//! services/api/src/config.rs
//!
//! Defines the application's configuration structure and loading logic.
//!
//! All configuration is loaded from environment variables at startup. The `.env`
//! file is used for local development.

use std::net::SocketAddr;
use tracing::Level;

/// A custom error type for configuration loading failures.
#[derive(Debug, thiserror::Error)]
pub enum ConfigError {
    #[error("Missing the environment variable {0}")]
    MissingVar(String),
    #[error("Invalid value for the environment variable {0}: {1}")]
    InvalidValue(String, String),
}

/// Holds all configuration loaded from the environment at startup.
///
/// The two remote credentials degrade differently when absent: a missing
/// `GEMINI_API_KEY` soft-fails generation (the pipeline still persists a
/// placeholder), while a missing `BLOB_READ_WRITE_TOKEN` hard-fails any
/// file-backed ingestion before extraction starts.
#[derive(Clone, Debug)]
pub struct Config {
    pub bind_address: SocketAddr,
    pub database_url: String,
    pub log_level: Level,
    pub jwt_secret: String,
    pub gemini_api_key: Option<String>,
    pub blob_read_write_token: Option<String>,
    pub blob_store_url: String,
    pub generation_model: String,
    pub generation_api_base: String,
    pub cors_origin: String,
}

impl Config {
    /// Loads configuration from environment variables.
    ///
    /// It will look for a `.env` file in the current directory for development,
    /// but this is skipped in test environments to ensure tests are hermetic.
    pub fn from_env() -> Result<Self, ConfigError> {
        // Only load from .env in non-test mode to avoid contamination.
        if !cfg!(test) {
            dotenvy::dotenv().ok();
        }

        // --- Load Server and Database Settings ---
        let bind_address_str =
            std::env::var("BIND_ADDRESS").unwrap_or_else(|_| "0.0.0.0:5000".to_string());
        let bind_address = bind_address_str
            .parse::<SocketAddr>()
            .map_err(|e| ConfigError::InvalidValue("BIND_ADDRESS".to_string(), e.to_string()))?;

        let database_url = std::env::var("DATABASE_URL")
            .map_err(|_| ConfigError::MissingVar("DATABASE_URL".to_string()))?;

        let log_level_str = std::env::var("RUST_LOG").unwrap_or_else(|_| "INFO".to_string());
        let log_level = log_level_str.parse::<Level>().map_err(|_| {
            ConfigError::InvalidValue(
                "RUST_LOG".to_string(),
                format!("'{}' is not a valid log level", log_level_str),
            )
        })?;

        let jwt_secret = std::env::var("JWT_SECRET")
            .map_err(|_| ConfigError::MissingVar("JWT_SECRET".to_string()))?;

        // --- Load Remote-Service Credentials (as optional) ---
        let gemini_api_key = std::env::var("GEMINI_API_KEY").ok();
        let blob_read_write_token = std::env::var("BLOB_READ_WRITE_TOKEN").ok();

        // --- Load Adapter-specific Settings ---
        let blob_store_url = std::env::var("BLOB_STORE_URL")
            .unwrap_or_else(|_| "https://blob.vercel-storage.com".to_string());
        let generation_model = std::env::var("GENERATION_MODEL")
            .unwrap_or_else(|_| "gemini-1.5-flash-8b".to_string());
        let generation_api_base = std::env::var("GENERATION_API_BASE").unwrap_or_else(|_| {
            "https://generativelanguage.googleapis.com/v1beta/openai".to_string()
        });
        let cors_origin =
            std::env::var("CORS_ORIGIN").unwrap_or_else(|_| "http://localhost:3000".to_string());

        Ok(Self {
            bind_address,
            database_url,
            log_level,
            jwt_secret,
            gemini_api_key,
            blob_read_write_token,
            blob_store_url,
            generation_model,
            generation_api_base,
            cors_origin,
        })
    }
}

- - -

Task details: The answer must be every line of the entries that includes the word "test".

Task response:
    /// but this is skipped in test environments to ensure tests are hermetic.
        // Only load from .env in non-test mode to avoid contamination.
        if !cfg!(test) {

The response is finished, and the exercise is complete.